BRIEF DESCRIPTION OF THE DRAWINGS

[0003] Many aspects of the present disclosure can be better understood with reference to the following drawings. The components in the drawings are not necessarily to scale, with emphasis instead being placed upon clearly illustrating the principles of the disclosure. Moreover, in the drawings, like reference numerals designate corresponding parts throughout the several views.

[0004] FIG. l is a schematic block diagram of a networked environment according to various embodiments of the present disclosure. [0005] FIG. 2 is a flowchart illustrating one example of functionality implemented as portions of a generator module executed in a computing environment in the networked environment of FIG. 1 according to various embodiments of the present disclosure.

[0006] FIG. 3 is a flowchart illustrating one example of functionality implemented as portions of a planner module executed in a computing environment in the networked environment of FIG. 1 according to various embodiments of the present disclosure.

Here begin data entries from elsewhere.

//! # Swarm Orchestration
//!
//! Pipeline vocabulary, events and the coordinator that drives a workflow.
//!
//! ## Pipeline Flow
//!
//! ```text
//! Idea → DesignAgent → MarketingAgent → SalesAgent ⇢ SupportAgent
//! ```

pub mod coordinator;
pub mod events;
pub mod pipeline;

pub use coordinator::{
    new_workflow_id, Coordinator, CoordinatorConfig, CoordinatorError, WorkflowReport,
};
pub use events::{SwarmEvent, SwarmEventKind};
pub use pipeline::{AgentRole, PipelineStage};
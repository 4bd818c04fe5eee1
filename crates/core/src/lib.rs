//! # Ideaforge Core
//!
//! Orchestration core of Ideaforge: a fixed pipeline of agents that turns a
//! product idea into a design, a campaign and a sales plan.
//!
//! ## Architecture
//!
//! - `bus/` - Typed messages and the name-addressed message bus
//! - `agents/` - Pipeline stages and the generation capability
//! - `models` - LLM provider configuration
//! - `state/` - Per-workflow context store and stage tracking
//! - `swarm/` - Pipeline vocabulary, events and the coordinator
//!
//! ## Usage
//!
//! ```rust,ignore
//! use ideaforge_core::swarm::{Coordinator, CoordinatorConfig};
//!
//! let coordinator = Coordinator::new(CoordinatorConfig::default());
//! let report = coordinator.run("smart water bottle", "wf1").await?;
//! ```

pub mod agents;
pub mod bus;
pub mod models;
pub mod state;
pub mod swarm;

[0007] FIG. 4 is a schematic block diagram that provides one example illustration of a computing environment employed in the networked environment of FIG. 1 according to various embodiments of the present disclosure.

SUMMARY

[0008] A system of one or more computers can be configured to perform particular operations or actions by virtue of having software, firmware, hardware, or a combination of them installed on the system that in operation causes or cause the system to perform the actions. One or more computer programs can be configured to perform particular operations or actions by virtue of including instructions that, when executed by data processing apparatus, cause the apparatus to perform the actions.

[0009] One general aspect includes a system. The system also includes at least one computing device. The system also includes a generator module executable in the at least one computing device, where when executed the generator module causes the at least one computing device to at least: receive data to be used in generating an element representation; evaluate instructions to generate the element representation; generate the element representation based at least in part on a particular state change operation, where the generator module is configured to generate a single element representation after merging a plurality of state change operations into the particular state change operation.

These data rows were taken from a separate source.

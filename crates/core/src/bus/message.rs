//! # Messages
//!
//! One hop of the pipeline. A message carries a typed [`Command`], the typed
//! artifacts produced so far ([`Payload`]) and an open metadata map.

use serde::{Deserialize, Serialize};
use serde_json::Value;
use std::collections::BTreeMap;
use std::fmt;
use std::str::FromStr;

/// Sender name used by callers that are not agents
pub const CALLER: &str = "Caller";

/// Command carried by a message
#[derive(Debug, Clone, PartialEq, Eq, Hash, Serialize, Deserialize)]
#[serde(rename_all = "snake_case")]
pub enum Command {
    /// Begin the design stage for an idea
    StartDesign,
    /// A design artifact is available for marketing
    DesignReady,
    /// Run a generic launch campaign without a design
    StartCampaign,
    /// Marketing finished; sales strategy may start
    MarketingDone,
    /// Produce a lead-generation plan
    GenerateSalesLeads,
    /// Answer a customer support query
    HandleSupport,
    /// Write marketing copy
    WriteContentCopy,
    /// Finalize sales collateral from written copy
    FinalizeSalesMaterial,
    /// Anything else; always ignored by agents
    Unknown(String),
}

impl Command {
    /// Wire name of the command
    pub fn as_str(&self) -> &str {
        match self {
            Self::StartDesign => "start_design",
            Self::DesignReady => "design_ready",
            Self::StartCampaign => "start_campaign",
            Self::MarketingDone => "marketing_done",
            Self::GenerateSalesLeads => "generate_sales_leads",
            Self::HandleSupport => "handle_support",
            Self::WriteContentCopy => "write_content_copy",
            Self::FinalizeSalesMaterial => "finalize_sales_material",
            Self::Unknown(raw) => raw,
        }
    }

    /// Parse a wire command. Names match exactly, except that the two
    /// legacy commands which glued a payload onto the name
    /// (`"design_ready: ..."`, `"marketing_done: ..."`) map to the bare
    /// command; that payload is dropped and must travel in [`Payload`].
    pub fn parse(raw: &str) -> Self {
        let trimmed = raw.trim();
        match trimmed {
            "start_design" => Self::StartDesign,
            "design_ready" => Self::DesignReady,
            "start_campaign" => Self::StartCampaign,
            "marketing_done" => Self::MarketingDone,
            "generate_sales_leads" => Self::GenerateSalesLeads,
            "handle_support" => Self::HandleSupport,
            "write_content_copy" => Self::WriteContentCopy,
            "finalize_sales_material" => Self::FinalizeSalesMaterial,
            _ => match trimmed.split_once(':') {
                Some((head, _)) if head.trim() == "design_ready" => Self::DesignReady,
                Some((head, _)) if head.trim() == "marketing_done" => Self::MarketingDone,
                _ => Self::Unknown(raw.to_string()),
            },
        }
    }
}

impl fmt::Display for Command {
    fn fmt(&self, f: &mut fmt::Formatter<'_>) -> fmt::Result {
        f.write_str(self.as_str())
    }
}

impl FromStr for Command {
    type Err = std::convert::Infallible;

    fn from_str(s: &str) -> Result<Self, Self::Err> {
        Ok(Self::parse(s))
    }
}

/// Artifacts accumulated along the pipeline
#[derive(Debug, Clone, Default, PartialEq, Eq, Serialize, Deserialize)]
pub struct Payload {
    /// The original product idea
    #[serde(default, skip_serializing_if = "Option::is_none")]
    pub idea: Option<String>,
    /// Design concept from DesignAgent
    #[serde(default, skip_serializing_if = "Option::is_none")]
    pub design: Option<String>,
    /// Campaign plan from MarketingAgent
    #[serde(default, skip_serializing_if = "Option::is_none")]
    pub campaign: Option<String>,
    /// Sales strategy from SalesAgent
    #[serde(default, skip_serializing_if = "Option::is_none")]
    pub sales: Option<String>,
    /// Custom customer query for SupportAgent
    #[serde(default, skip_serializing_if = "Option::is_none")]
    pub query: Option<String>,
}

impl Payload {
    pub fn with_idea(mut self, idea: impl Into<String>) -> Self {
        self.idea = Some(idea.into());
        self
    }

    pub fn with_design(mut self, design: impl Into<String>) -> Self {
        self.design = Some(design.into());
        self
    }

    pub fn with_campaign(mut self, campaign: impl Into<String>) -> Self {
        self.campaign = Some(campaign.into());
        self
    }

    pub fn with_sales(mut self, sales: impl Into<String>) -> Self {
        self.sales = Some(sales.into());
        self
    }

    pub fn with_query(mut self, query: impl Into<String>) -> Self {
        self.query = Some(query.into());
        self
    }
}

/// An immutable message between agents
///
/// Built with [`Message::new`] and the `with_*` builders; once handed to the
/// bus it is only ever read.
#[derive(Debug, Clone, PartialEq, Serialize, Deserialize)]
pub struct Message {
    sender: String,
    receiver: String,
    command: Command,
    workflow_id: String,
    #[serde(default)]
    payload: Payload,
    #[serde(default)]
    metadata: BTreeMap<String, Value>,
}

impl Message {
    pub fn new(
        sender: impl Into<String>,
        receiver: impl Into<String>,
        command: Command,
        workflow_id: impl Into<String>,
    ) -> Self {
        Self {
            sender: sender.into(),
            receiver: receiver.into(),
            command,
            workflow_id: workflow_id.into(),
            payload: Payload::default(),
            metadata: BTreeMap::new(),
        }
    }

    /// Attach typed artifacts
    pub fn with_payload(mut self, payload: Payload) -> Self {
        self.payload = payload;
        self
    }

    /// Attach one metadata entry
    pub fn with_metadata(mut self, key: impl Into<String>, value: impl Into<Value>) -> Self {
        self.metadata.insert(key.into(), value.into());
        self
    }

    pub fn sender(&self) -> &str {
        &self.sender
    }

    pub fn receiver(&self) -> &str {
        &self.receiver
    }

    pub fn command(&self) -> &Command {
        &self.command
    }

    pub fn workflow_id(&self) -> &str {
        &self.workflow_id
    }

    pub fn payload(&self) -> &Payload {
        &self.payload
    }

    pub fn metadata(&self) -> &BTreeMap<String, Value> {
        &self.metadata
    }

    /// String metadata value, if present and a string
    pub fn metadata_str(&self, key: &str) -> Option<&str> {
        self.metadata.get(key).and_then(Value::as_str)
    }

    /// The idea this message is about: typed payload first, then the
    /// `"idea"` metadata entry callers use when entering the pipeline.
    pub fn idea(&self) -> Option<&str> {
        self.payload
            .idea
            .as_deref()
            .or_else(|| self.metadata_str("idea"))
    }
}

impl fmt::Display for Message {
    fn fmt(&self, f: &mut fmt::Formatter<'_>) -> fmt::Result {
        write!(
            f,
            "Message(from={}, to={}, command={}, workflow_id={})",
            self.sender, self.receiver, self.command, self.workflow_id
        )
    }
}

#[cfg(test)]
mod tests {
    use super::*;

    #[test]
    fn test_parse_known_commands() {
        assert_eq!(Command::parse("start_design"), Command::StartDesign);
        assert_eq!(Command::parse(" handle_support "), Command::HandleSupport);
        assert_eq!(
            "generate_sales_leads".parse::<Command>().unwrap(),
            Command::GenerateSalesLeads
        );
    }

    #[test]
    fn test_parse_legacy_payload_suffix() {
        assert_eq!(
            Command::parse("marketing_done: smart water bottle"),
            Command::MarketingDone
        );
        assert_eq!(Command::parse("design_ready:"), Command::DesignReady);
    }

    #[test]
    fn test_suffix_only_accepted_on_legacy_commands() {
        assert_eq!(
            Command::parse("start_design:anything"),
            Command::Unknown("start_design:anything".to_string())
        );
        assert_eq!(
            Command::parse("handle_support: refund"),
            Command::Unknown("handle_support: refund".to_string())
        );
    }

    #[test]
    fn test_parse_unknown_keeps_raw_text() {
        let cmd = Command::parse("dance");
        assert_eq!(cmd, Command::Unknown("dance".to_string()));
        assert_eq!(cmd.to_string(), "dance");
    }

    #[test]
    fn test_idea_prefers_payload_over_metadata() {
        let msg = Message::new(CALLER, "DesignAgent", Command::StartDesign, "wf1")
            .with_metadata("idea", "from metadata");
        assert_eq!(msg.idea(), Some("from metadata"));

        let msg = msg.with_payload(Payload::default().with_idea("from payload"));
        assert_eq!(msg.idea(), Some("from payload"));
    }

    #[test]
    fn test_message_serialization() {
        let msg = Message::new("DesignAgent", "MarketingAgent", Command::DesignReady, "wf1")
            .with_payload(Payload::default().with_idea("lamp").with_design("round"));
        let json = serde_json::to_string(&msg).unwrap();
        assert!(json.contains("\"design_ready\""));
        assert!(!json.contains("campaign"));

        let back: Message = serde_json::from_str(&json).unwrap();
        assert_eq!(back.payload().design.as_deref(), Some("round"));
    }
}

[0010] The system also includes a planner module executable in the at least one computing device, where when executed the planner module causes the at least one computing device to at least: receive the element representation from the generator module, assign an identifier to the element representation to order the element representation relative to at least one previous element representation, order the element representation in a queue system comprising one or more queues based at least in part on an identifier, assign a precedence value to the element representation, and generate a plan for an interfacing unit based at least in part on the element representation. Other embodiments of this aspect include corresponding computer systems, apparatus, and computer programs recorded on one or more computer storage devices, each configured to perform the actions of the methods.

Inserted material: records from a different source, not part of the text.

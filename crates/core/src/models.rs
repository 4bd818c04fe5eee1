//! # Ideaforge Models
//!
//! LLM provider selection shared by the agents and the coordinator config.
//!
//! API keys are never stored here; each radkit provider reads its own key from
//! the environment (`ANTHROPIC_API_KEY`, `OPENAI_API_KEY`, ...).

use serde::{Deserialize, Serialize};

/// OpenAI-compatible endpoint used by the default configuration
pub const GROQ_BASE_URL: &str = "https://api.groq.com/openai/v1";

/// Model used by the default configuration
pub const DEFAULT_MODEL: &str = "llama-3.3-70b-versatile";

/// Supported LLM providers
///
/// - Anthropic (Claude) - `ANTHROPIC_API_KEY`
/// - OpenAI and compatible gateways such as Groq - `OPENAI_API_KEY`
/// - Gemini (Google) - `GEMINI_API_KEY`
/// - OpenRouter (Gateway) - `OPENROUTER_API_KEY`
/// - Grok (xAI) - `XAI_API_KEY`
/// - DeepSeek - `DEEPSEEK_API_KEY`
#[derive(Debug, Clone, Serialize, Deserialize, Default, PartialEq, Eq)]
#[serde(rename_all = "lowercase")]
pub enum LlmProvider {
    Anthropic,
    #[default]
    #[serde(rename = "openai")]
    OpenAI,
    Gemini,
    OpenRouter,
    Grok,
    DeepSeek,
}

impl LlmProvider {
    /// Whether `base_url` is honored for this provider
    pub fn supports_base_url(&self) -> bool {
        matches!(self, LlmProvider::OpenAI)
    }
}

/// Which provider and model a stage generates with
///
/// ```rust,ignore
/// use ideaforge_core::models::{LlmProvider, ModelConfig};
///
/// // Groq-hosted Llama through the OpenAI-compatible client
/// let config = ModelConfig::default();
///
/// let claude = ModelConfig::with_provider(LlmProvider::Anthropic, "claude-sonnet-4-20250514");
/// ```
#[derive(Debug, Clone, PartialEq, Eq, Serialize, Deserialize)]
pub struct ModelConfig {
    #[serde(default)]
    pub provider: LlmProvider,
    pub model: String,
    /// Base URL override for OpenAI-compatible APIs
    #[serde(default)]
    pub base_url: Option<String>,
}

impl Default for ModelConfig {
    fn default() -> Self {
        Self {
            provider: LlmProvider::OpenAI,
            model: DEFAULT_MODEL.to_string(),
            base_url: Some(GROQ_BASE_URL.to_string()),
        }
    }
}

impl ModelConfig {
    pub fn with_provider(provider: LlmProvider, model: impl Into<String>) -> Self {
        Self {
            provider,
            model: model.into(),
            base_url: None,
        }
    }

    pub fn with_base_url(mut self, url: impl Into<String>) -> Self {
        self.base_url = Some(url.into());
        self
    }

    /// `base_url` if the provider can use it
    pub fn effective_base_url(&self) -> Option<&str> {
        if self.provider.supports_base_url() {
            self.base_url.as_deref()
        } else {
            None
        }
    }
}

[0011] Implementations may include one or more of the following features. The system includes one or more modules that are configurable to use high performance computing architectures for work of art competitions. The planner module is further configured to at least: receive an event; dynamically delete the plan that is currently being generated in response to the event; and generate a different plan for the interfacing unit in response to the event. The planner module is further configured to splinter a particular operation into a plurality of operations for parallel and/or concurrent execution. The planner module is further configured to generate the plan based at least in part on a work completion time limit or in response to one or more state changes when interfaced with the state module. The planner module in other scenarios may generate a plan in relation to tasks or operations present in the queue system, which may take into account precedence values associated with the tasks or operations. When executed the state module causes the at least one computing device to at least: manage one or more states; perform at least one of: a create operation, a read operation, an update operation, or a delete operation on the one or more states; and expose one or more interfaces for the generator module and the planner module to interact with the one or more states. The state module is further configured to at least maintain a perpetual network connection to a work of art competition system. The state module is further configured to at least prevent data duplication, out of order data, and expired data. The element representation further may include an element representation module executable in the at least one computing device, where when executed the element representation module causes the at least one computing device to at least: generate one or more interfacing unit elements based at least in part on a set of instructions and one or more data structures. When executed the representation module causes the at least one computing device to at least: receive the plan for the interfacing unit from the planner module; and generate the interfacing unit based at least in part on the plan for the interfacing unit. Implementations of the described techniques may include hardware, a method or process, or computer software on a computer-accessible medium.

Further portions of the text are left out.